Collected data

☆ ☆ ☆ ☆

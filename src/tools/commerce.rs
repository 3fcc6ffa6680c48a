//! Commerce backend: order status and return initiation.
//!
//! [`InMemoryCommerce`] serves a fixed set of demo orders and is the default
//! when no backend URL is configured. [`HttpCommerce`] talks to a REST
//! service exposing `GET /orders/{id}/status` and `POST /returns/initiate`.

use std::collections::HashMap;
use std::fmt::Write as _;
use std::time::Duration;

use async_trait::async_trait;
use parking_lot::Mutex;
use serde::{Deserialize, Serialize};
use tracing::debug;
use uuid::Uuid;

use crate::error::BackendError;

/// Request timeout for backend calls. The agent deadline still applies on
/// top of this.
const HTTP_TIMEOUT: Duration = Duration::from_secs(15);

/// Longest response body kept in error messages.
const MAX_ERROR_BODY: usize = 200;

/// Status of one order.
#[derive(Debug, Clone, PartialEq, Eq, Serialize, Deserialize)]
pub struct OrderStatus {
    /// Order identifier.
    #[serde(alias = "id")]
    pub order_id: String,
    /// Fulfilment status, e.g. `Shipped`.
    pub status: String,
    /// Ordered product id.
    #[serde(default, skip_serializing_if = "Option::is_none")]
    pub product_id: Option<String>,
    /// Ordered product name.
    #[serde(default, skip_serializing_if = "Option::is_none")]
    pub product_name: Option<String>,
    /// Shipping carrier.
    #[serde(default, skip_serializing_if = "Option::is_none")]
    pub carrier: Option<String>,
    /// Carrier tracking number.
    #[serde(default, skip_serializing_if = "Option::is_none")]
    pub tracking_number: Option<String>,
    /// Estimated delivery date.
    #[serde(default, skip_serializing_if = "Option::is_none")]
    pub estimated_delivery: Option<String>,
    /// Actual delivery date.
    #[serde(default, skip_serializing_if = "Option::is_none")]
    pub delivery_date: Option<String>,
}

impl OrderStatus {
    /// Renders the order as `Label: value` lines.
    #[must_use]
    pub fn describe(&self) -> String {
        let mut out = format!("Order ID: {}\nStatus: {}", self.order_id, self.status);
        let optional = [
            ("Product ID", &self.product_id),
            ("Product Name", &self.product_name),
            ("Carrier", &self.carrier),
            ("Tracking Number", &self.tracking_number),
            ("Estimated Delivery", &self.estimated_delivery),
            ("Delivery Date", &self.delivery_date),
        ];
        for (label, value) in optional {
            if let Some(value) = value {
                let _ = write!(out, "\n{label}: {value}");
            }
        }
        out
    }
}

/// Confirmation of an initiated return.
#[derive(Debug, Clone, PartialEq, Eq, Serialize, Deserialize)]
pub struct ReturnConfirmation {
    /// Order being returned.
    pub order_id: String,
    /// Return reference, when the backend issued one.
    pub return_id: Option<String>,
    /// Backend message.
    pub message: String,
}

/// Order and returns backend.
#[async_trait]
pub trait CommerceBackend: Send + Sync {
    /// Backend name for logs.
    fn name(&self) -> &'static str;

    /// Looks up an order; `None` when it does not exist.
    ///
    /// # Errors
    ///
    /// Returns [`BackendError`] when the backend cannot be reached or
    /// answers unexpectedly.
    async fn order_status(&self, order_id: &str) -> Result<Option<OrderStatus>, BackendError>;

    /// Starts a return; `None` when the order does not exist.
    ///
    /// # Errors
    ///
    /// Returns [`BackendError`] when the backend cannot be reached or
    /// answers unexpectedly.
    async fn initiate_return(
        &self,
        order_id: &str,
        reason: Option<&str>,
    ) -> Result<Option<ReturnConfirmation>, BackendError>;
}

/// Demo backend seeded with a handful of orders.
#[derive(Debug)]
pub struct InMemoryCommerce {
    orders: HashMap<String, OrderStatus>,
    returns: Mutex<Vec<ReturnConfirmation>>,
}

impl Default for InMemoryCommerce {
    fn default() -> Self {
        Self::with_orders(demo_orders())
    }
}

impl InMemoryCommerce {
    /// Creates a backend serving `orders`.
    #[must_use]
    pub fn with_orders(orders: Vec<OrderStatus>) -> Self {
        Self {
            orders: orders
                .into_iter()
                .map(|o| (o.order_id.clone(), o))
                .collect(),
            returns: Mutex::new(Vec::new()),
        }
    }

    /// Returns initiated so far.
    #[must_use]
    pub fn returns(&self) -> Vec<ReturnConfirmation> {
        self.returns.lock().clone()
    }
}

#[async_trait]
impl CommerceBackend for InMemoryCommerce {
    fn name(&self) -> &'static str {
        "in-memory"
    }

    async fn order_status(&self, order_id: &str) -> Result<Option<OrderStatus>, BackendError> {
        Ok(self.orders.get(order_id).cloned())
    }

    async fn initiate_return(
        &self,
        order_id: &str,
        reason: Option<&str>,
    ) -> Result<Option<ReturnConfirmation>, BackendError> {
        if !self.orders.contains_key(order_id) {
            return Ok(None);
        }
        let return_id = format!(
            "RET-{}",
            &Uuid::new_v4().simple().to_string()[..8].to_uppercase()
        );
        let confirmation = ReturnConfirmation {
            order_id: order_id.to_string(),
            return_id: Some(return_id.clone()),
            message: format!(
                "Return for order '{order_id}' has been initiated successfully. Return ID: {return_id}"
            ),
        };
        debug!(order_id, return_id = %return_id, reason, "return recorded");
        self.returns.lock().push(confirmation.clone());
        Ok(Some(confirmation))
    }
}

/// Seed orders for the in-memory backend.
#[must_use]
pub fn demo_orders() -> Vec<OrderStatus> {
    vec![
        OrderStatus {
            order_id: "ORD-87654".to_string(),
            status: "Shipped".to_string(),
            product_id: Some("PROD-203".to_string()),
            product_name: Some("Modern Leather Armchair".to_string()),
            carrier: Some("FedEx".to_string()),
            tracking_number: Some("1Z9999999999999999".to_string()),
            estimated_delivery: Some("2024-09-20".to_string()),
            delivery_date: None,
        },
        OrderStatus {
            order_id: "ORD-12345".to_string(),
            status: "Delivered".to_string(),
            product_id: Some("PROD-101".to_string()),
            product_name: Some("Bohemian Jute & Wool Area Rug".to_string()),
            carrier: None,
            tracking_number: None,
            estimated_delivery: None,
            delivery_date: Some("2024-09-01".to_string()),
        },
        OrderStatus {
            order_id: "ORD-99887".to_string(),
            status: "Processing".to_string(),
            product_id: Some("PROD-405".to_string()),
            product_name: Some("Vintage Industrial Bookshelf".to_string()),
            carrier: None,
            tracking_number: None,
            estimated_delivery: Some("2024-09-25".to_string()),
            delivery_date: None,
        },
    ]
}

/// REST commerce backend.
#[derive(Debug, Clone)]
pub struct HttpCommerce {
    client: reqwest::Client,
    base_url: String,
}

#[derive(Serialize)]
struct InitiateReturnBody<'a> {
    order_id: &'a str,
    #[serde(skip_serializing_if = "Option::is_none")]
    reason: Option<&'a str>,
}

#[derive(Deserialize)]
struct InitiateReturnResponse {
    message: String,
    #[serde(default)]
    return_id: Option<String>,
}

impl HttpCommerce {
    /// Creates a client for the service at `base_url`.
    ///
    /// # Errors
    ///
    /// Returns [`BackendError::Request`] if the HTTP client cannot be built.
    pub fn new(base_url: &str) -> Result<Self, BackendError> {
        let client = reqwest::Client::builder().timeout(HTTP_TIMEOUT).build()?;
        Ok(Self {
            client,
            base_url: base_url.trim_end_matches('/').to_string(),
        })
    }
}

#[async_trait]
impl CommerceBackend for HttpCommerce {
    fn name(&self) -> &'static str {
        "http"
    }

    async fn order_status(&self, order_id: &str) -> Result<Option<OrderStatus>, BackendError> {
        let url = format!("{}/orders/{order_id}/status", self.base_url);
        let response = self.client.get(&url).send().await?;
        let status = response.status();
        if status == reqwest::StatusCode::NOT_FOUND {
            return Ok(None);
        }
        if !status.is_success() {
            return Err(unexpected(response).await);
        }
        let mut order: OrderStatus = response.json().await?;
        if order.order_id.is_empty() {
            order.order_id = order_id.to_string();
        }
        Ok(Some(order))
    }

    async fn initiate_return(
        &self,
        order_id: &str,
        reason: Option<&str>,
    ) -> Result<Option<ReturnConfirmation>, BackendError> {
        let url = format!("{}/returns/initiate", self.base_url);
        let response = self
            .client
            .post(&url)
            .json(&InitiateReturnBody { order_id, reason })
            .send()
            .await?;
        let status = response.status();
        if status == reqwest::StatusCode::NOT_FOUND {
            return Ok(None);
        }
        if !status.is_success() {
            return Err(unexpected(response).await);
        }
        let body: InitiateReturnResponse = response.json().await?;
        let return_id = body
            .return_id
            .or_else(|| extract_return_id(&body.message));
        Ok(Some(ReturnConfirmation {
            order_id: order_id.to_string(),
            return_id,
            message: body.message,
        }))
    }
}

async fn unexpected(response: reqwest::Response) -> BackendError {
    let status = response.status().as_u16();
    let mut body = response.text().await.unwrap_or_default();
    if body.len() > MAX_ERROR_BODY {
        let cut = (0..=MAX_ERROR_BODY)
            .rev()
            .find(|i| body.is_char_boundary(*i))
            .unwrap_or(0);
        body.truncate(cut);
    }
    BackendError::UnexpectedStatus { status, body }
}

/// Pulls the id out of `"... Return ID: <id>"`.
fn extract_return_id(message: &str) -> Option<String> {
    let (_, rest) = message.split_once("Return ID:")?;
    let id = rest.trim().trim_end_matches('.').trim();
    (!id.is_empty()).then(|| id.to_string())
}
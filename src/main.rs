//! luxe-assist command-line entry point.

use std::io::{self, Write};

use clap::Parser;
use luxe_assist::cli::{Cli, execute};
use luxe_assist::logging::{self, LogFormat};

fn main() -> anyhow::Result<()> {
    dotenvy::dotenv().ok();

    let cli = Cli::parse();
    logging::init(cli.verbose, LogFormat::from_env());

    let output = execute(&cli)?;
    if !output.is_empty() {
        let mut stdout = io::stdout().lock();
        stdout.write_all(output.as_bytes())?;
        stdout.flush()?;
    }
    Ok(())
}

☆ ☆ ☆ ☆

Exercise brief ▸ What belongs in the answer is each line of the data that has the word "exist".

Exercise output ▸
    /// Looks up an order; `None` when it does not exist.
    /// Starts a return; `None` when the order does not exist.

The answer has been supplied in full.